Gwyneth Paltrow: In 2003, the actress and Coldplay frontman Chris Martin quietly tied the knot in Santa Barbara, Calif., reportedly with no family or friends present. After she and Martin “consciously uncoupled” in 2014, Paltrow, according to rumour, may have had a recent secret second wedding to Brad Falchuk, her television writer fiancé, which was dubbed an “engagement party.” Speculation swirled that the couple hosted a lavish black-tie party at the Los Angeles Theatre and believed to have included such guests as Steven Spielberg, Kate Hudson, Julia Roberts, Reese Witherspoon and Jennifer Aniston.
And where the rich and famous lead, the rest of us follow. Hamish Shephard, founder of wedding planning app Bridebook, is among those in the business who have witnessed the recent trend in second weddings that are bigger and better than the bride’s or groom’s first.
“It often depends on the age of the couple,” he says. “If it’s an older couple with grown-up children, that’s when it’s more of a (simple) blessing and can be a lunchtime occasion. But a lot of people are getting remarried in the earlier stages of life — 22 per cent of divorced men remarrying are in their 20s or 30s — and that’s when it’s as big, if not bigger (than their first wedding). They want to do something different.”
A second marriage would traditionally be a more low-key affair in a register office. But, he points out, “that’s a bygone era.”
Since approved premises were first permitted as wedding venues under Britain’s Marriage Act in 1994 — hotels, country houses, castles and so on — there’s been a surge in couples eschewing places of worship for their nuptials, with two-thirds now choosing alternative venues.
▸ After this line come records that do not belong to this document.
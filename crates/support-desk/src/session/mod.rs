//! Call session module.
//!
//! [`Session`] is the pure state machine: it knows which transitions are
//! allowed and what each one resets, but owns no clock. [`SessionController`]
//! wraps a `Session` for async use and drives the delayed transitions and the
//! elapsed-time tick.
//!
//! ```text
//! Idle --start--> Ringing --(ring delay)--> Connected --end--> Ended --(end delay)--> Idle
//! Ringing --end--> Ended
//! ```

use crate::{CallStatus, SessionSnapshot, StateTransition};
use std::time::Instant;

mod controller;

pub use controller::SessionController;

#[cfg(test)]
mod tests;

/// Most recent transitions kept in [`Session::history`]; older ones are
/// dropped first. Sixteen full calls at four transitions each.
pub const MAX_HISTORY: usize = 64;

/// Call session state with history tracking.
///
/// Every operation returns `true` if it changed the session and `false` if
/// it was not valid in the current status (in which case nothing changes).
#[derive(Debug, Clone)]
pub struct Session {
    /// Current status.
    pub status: CallStatus,
    /// Whole seconds spent Connected in the current call.
    pub elapsed_seconds: u64,
    /// Whether the local microphone is muted.
    pub muted: bool,
    /// Whether the local camera is on.
    pub video_enabled: bool,
    /// Timestamp when status last changed.
    pub since: Instant,
    /// Recent status transitions, oldest first, at most [`MAX_HISTORY`].
    pub history: Vec<StateTransition>,
}

impl Session {
    /// Creates an Idle session with default mic and camera settings.
    pub fn new() -> Self {
        let defaults = SessionSnapshot::default();
        Self {
            status: defaults.status,
            elapsed_seconds: defaults.elapsed_seconds,
            muted: defaults.muted,
            video_enabled: defaults.video_enabled,
            since: Instant::now(),
            history: Vec::new(),
        }
    }

    /// Copy of the observable fields.
    pub fn snapshot(&self) -> SessionSnapshot {
        SessionSnapshot {
            status: self.status,
            elapsed_seconds: self.elapsed_seconds,
            muted: self.muted,
            video_enabled: self.video_enabled,
        }
    }

    /// Idle → Ringing. Resets the elapsed counter.
    ///
    /// ```
    /// use support_desk::session::Session;
    /// use support_desk::CallStatus;
    ///
    /// let mut session = Session::new();
    /// assert!(session.start());
    /// assert_eq!(session.status, CallStatus::Ringing);
    /// assert_eq!(session.elapsed_seconds, 0);
    ///
    /// // Already ringing: no-op
    /// assert!(!session.start());
    /// assert_eq!(session.history.len(), 1);
    /// ```
    pub fn start(&mut self) -> bool {
        if self.status != CallStatus::Idle {
            return false;
        }
        self.set_status(CallStatus::Ringing);
        self.elapsed_seconds = 0;
        true
    }

    /// Ringing → Connected (the simulated pickup).
    pub fn connect(&mut self) -> bool {
        if self.status != CallStatus::Ringing {
            return false;
        }
        self.set_status(CallStatus::Connected);
        true
    }

    /// Ringing or Connected → Ended. The elapsed counter is kept as-is.
    pub fn end(&mut self) -> bool {
        if !self.status.is_live() {
            return false;
        }
        self.set_status(CallStatus::Ended);
        true
    }

    /// Ended → Idle, restoring counter, mic and camera to their defaults.
    pub fn reset(&mut self) -> bool {
        if self.status != CallStatus::Ended {
            return false;
        }
        let defaults = SessionSnapshot::default();
        self.set_status(CallStatus::Idle);
        self.elapsed_seconds = defaults.elapsed_seconds;
        self.muted = defaults.muted;
        self.video_enabled = defaults.video_enabled;
        true
    }

    /// Adds one second to the elapsed counter while Connected.
    pub fn tick(&mut self) -> bool {
        if self.status != CallStatus::Connected {
            return false;
        }
        self.elapsed_seconds = self.elapsed_seconds.saturating_add(1);
        true
    }

    /// Flips the mic mute flag while Connected.
    pub fn toggle_mute(&mut self) -> bool {
        if self.status != CallStatus::Connected {
            return false;
        }
        self.muted = !self.muted;
        true
    }

    /// Flips the camera flag while Connected.
    pub fn toggle_video(&mut self) -> bool {
        if self.status != CallStatus::Connected {
            return false;
        }
        self.video_enabled = !self.video_enabled;
        true
    }

    /// Records the transition and moves to `new_status`.
    ///
    /// Callers have already checked the transition is allowed, so `new_status`
    /// always differs from the current status.
    fn set_status(&mut self, new_status: CallStatus) {
        let now = Instant::now();
        self.history.push(StateTransition {
            timestamp: now,
            from: self.status,
            to: new_status,
            duration: now.duration_since(self.since),
        });
        if self.history.len() > MAX_HISTORY {
            self.history.remove(0);
        }
        self.status = new_status;
        self.since = now;
    }
}

impl Default for Session {
    fn default() -> Self {
        Self::new()
    }
}
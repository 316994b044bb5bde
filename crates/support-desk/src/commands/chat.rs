//! `chat` command: support chat on stdin/stdout.

use super::run_interactive;
use std::process::ExitCode;
use support_desk::chat::{console, ChatResponder};
use support_desk::config::schema::Config;
use tokio::io::BufReader;

/// Runs the support chat until `/quit`, Ctrl-C, or end of input once the
/// last reply has arrived.
pub(crate) fn run_chat_command(config: &Config, agent_override: Option<String>) -> ExitCode {
    let timings = match config.chat.timings() {
        Ok(t) => t,
        Err(e) => {
            eprintln!("Error: {}", e);
            return ExitCode::FAILURE;
        }
    };
    let agent = agent_override.unwrap_or_else(|| config.chat.agent_name.clone());

    run_interactive(|| async move {
        let responder = ChatResponder::new(timings);
        let stdin = BufReader::new(tokio::io::stdin());
        console::run(&responder, &agent, stdin, tokio::io::stdout()).await
    })
}
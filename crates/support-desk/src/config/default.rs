//! Default configuration template and file creation utilities.
//!
//! Provides a commented TOML template that matches `Config::default()` and
//! functions to write it to the XDG config path or an explicit path.

use std::fs;
use std::path::{Path, PathBuf};

use crate::config::error::ConfigError;
use crate::config::xdg;

/// A commented TOML template with all default values.
///
/// Every value here must match `Config::default()` from `schema.rs`.
pub const DEFAULT_CONFIG_TEMPLATE: &str = r#"# Support Desk Configuration
#
# This file was auto-generated with default values.
# All values shown below are the built-in defaults.
#
# Location: $XDG_CONFIG_HOME/support-desk/config.toml

# ==============================================================================
# Call session
# ==============================================================================

[session]

# Time between placing a call and the simulated pickup.
# Examples: "3s", "500ms", "1m"
ring_delay = "3s"

# Time the "Call Ended" summary stays up before returning to idle.
end_delay = "3s"

# Period of the elapsed-time counter while connected. Must be non-zero.
tick_interval = "1s"

# Remote party shown in the call console.
contact_name = "Sarah Wilson"
contact_initials = "SW"

# ==============================================================================
# Support chat
# ==============================================================================

[chat]

# Pause before the bot starts typing.
think_delay = "500ms"

# The typing phase lasts a random time between these two bounds.
typing_min = "1500ms"
typing_max = "3500ms"

# Name the bot answers under.
agent_name = "Ali"

# ==============================================================================
# Records API
# ==============================================================================

[api]

# Base URL of the users/posts service (no trailing slash needed).
base_url = "https://jsonplaceholder.typicode.com"

# Per-request timeout.
timeout = "10s"

# ==============================================================================
# Accounts
# ==============================================================================

[accounts]

# Path of the account document. Empty means the platform data directory
# (e.g. ~/.local/share/support-desk/accounts.json). Tilde (~) is expanded.
path = ""

# ==============================================================================
# Logging
# ==============================================================================

[logging]

# Logging verbosity when SDESK_LOG is not set.
# Options: "error", "warn", "info", "debug", "trace"
log_level = "info"
"#;

/// Creates (or force-overwrites) the default config file at the XDG path.
///
/// See [`create_default_config_at`].
pub fn create_default_config(force: bool) -> Result<PathBuf, ConfigError> {
    let path = xdg::config_path();
    create_default_config_at(&path, force)?;
    Ok(path)
}

/// Creates (or force-overwrites) the default config file at `path`.
///
/// - If the file exists and `force` is `false`, returns `ConfigError::AlreadyExists`.
/// - If the file exists and `force` is `true`, backs it up to `.toml.backup` first.
pub fn create_default_config_at(path: &Path, force: bool) -> Result<(), ConfigError> {
    if path.exists() {
        if !force {
            return Err(ConfigError::AlreadyExists {
                path: path.to_path_buf(),
            });
        }
        let backup_path = path.with_extension("toml.backup");
        fs::rename(path, &backup_path).map_err(|e| ConfigError::WriteError {
            path: backup_path.clone(),
            source: e,
        })?;
        tracing::info!("Backed up existing config to {}", backup_path.display());
    }

    write_default_config(path)?;
    tracing::info!("Created default configuration at {}", path.display());
    Ok(())
}

/// Writes the default template to `path`, creating parent dirs and setting 0600 permissions.
fn write_default_config(path: &Path) -> Result<(), ConfigError> {
    let write_error = |source| ConfigError::WriteError {
        path: path.to_path_buf(),
        source,
    };

    if let Some(parent) = path.parent().filter(|p| !p.as_os_str().is_empty()) {
        xdg::ensure_dir(parent).map_err(write_error)?;
    }

    fs::write(path, DEFAULT_CONFIG_TEMPLATE).map_err(write_error)?;

    #[cfg(unix)]
    {
        use std::os::unix::fs::PermissionsExt;
        fs::set_permissions(path, fs::Permissions::from_mode(0o600)).map_err(write_error)?;
    }

    Ok(())
}
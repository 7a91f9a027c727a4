use anyhow::Result;
use chrono::{DateTime, Utc};
use serde::{Deserialize, Serialize};
use std::io::Write;

use crate::application::ExpenseService;
use crate::domain::ExpenseWithItems;

/// Ledger snapshot for full export
#[derive(Debug, Clone, Serialize, Deserialize)]
pub struct LedgerSnapshot {
    pub version: String,
    pub exported_at: DateTime<Utc>,
    pub owner_id: String,
    pub expenses: Vec<ExpenseWithItems>,
}

/// Exporter for converting an owner's expenses to various formats
pub struct Exporter<'a> {
    service: &'a ExpenseService,
}

impl<'a> Exporter<'a> {
    pub fn new(service: &'a ExpenseService) -> Self {
        Self { service }
    }

    /// Export expenses to CSV format, one row per line item.
    pub async fn export_expenses_csv<W: Write>(
        &self,
        writer: W,
        owner_id: &str,
    ) -> Result<usize> {
        let expenses = self.service.list_expenses(owner_id).await?;
        let mut csv_writer = csv::Writer::from_writer(writer);

        // Write header
        csv_writer.write_record([
            "expense_id",
            "date",
            "total_amount_cents",
            "item_id",
            "item_name",
            "item_price_cents",
        ])?;

        let mut count = 0;
        for entry in &expenses {
            for item in &entry.items {
                csv_writer.write_record(&[
                    entry.expense.id.to_string(),
                    entry.expense.date.to_string(),
                    entry.expense.total_amount.to_string(),
                    item.id.to_string(),
                    item.name.clone(),
                    item.price.to_string(),
                ])?;
                count += 1;
            }
        }

        csv_writer.flush()?;
        Ok(count)
    }

    /// Export an owner's full ledger as a JSON snapshot
    pub async fn export_full_json<W: Write>(
        &self,
        mut writer: W,
        owner_id: &str,
    ) -> Result<LedgerSnapshot> {
        let expenses = self.service.list_expenses(owner_id).await?;

        let snapshot = LedgerSnapshot {
            version: env!("CARGO_PKG_VERSION").to_string(),
            exported_at: Utc::now(),
            owner_id: owner_id.to_string(),
            expenses,
        };

        let json = serde_json::to_string_pretty(&snapshot)?;
        writer.write_all(json.as_bytes())?;
        writer.flush()?;

        Ok(snapshot)
    }
}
With the downgrading of the place of religion in weddings has come the rejection of other conventions surrounding marriage, including those governing a second wedding.
The Knot, a wedding website, captures the mood in its article Second Wedding: Dos and Don’ts: “Whether it’s a super-formal extravaganza in a ballroom or a casual seaside celebration under the shade of a tent, you don’t have to limit yourself just because you’ve done it all before. Why not plan that reception you really wanted way back when but were led astray by a pushy mother-in-law?”
In short, the rules are: there are no rules. Divorce does not carry the stigma it once did, and the bashfulness surrounding remarriage is all but gone.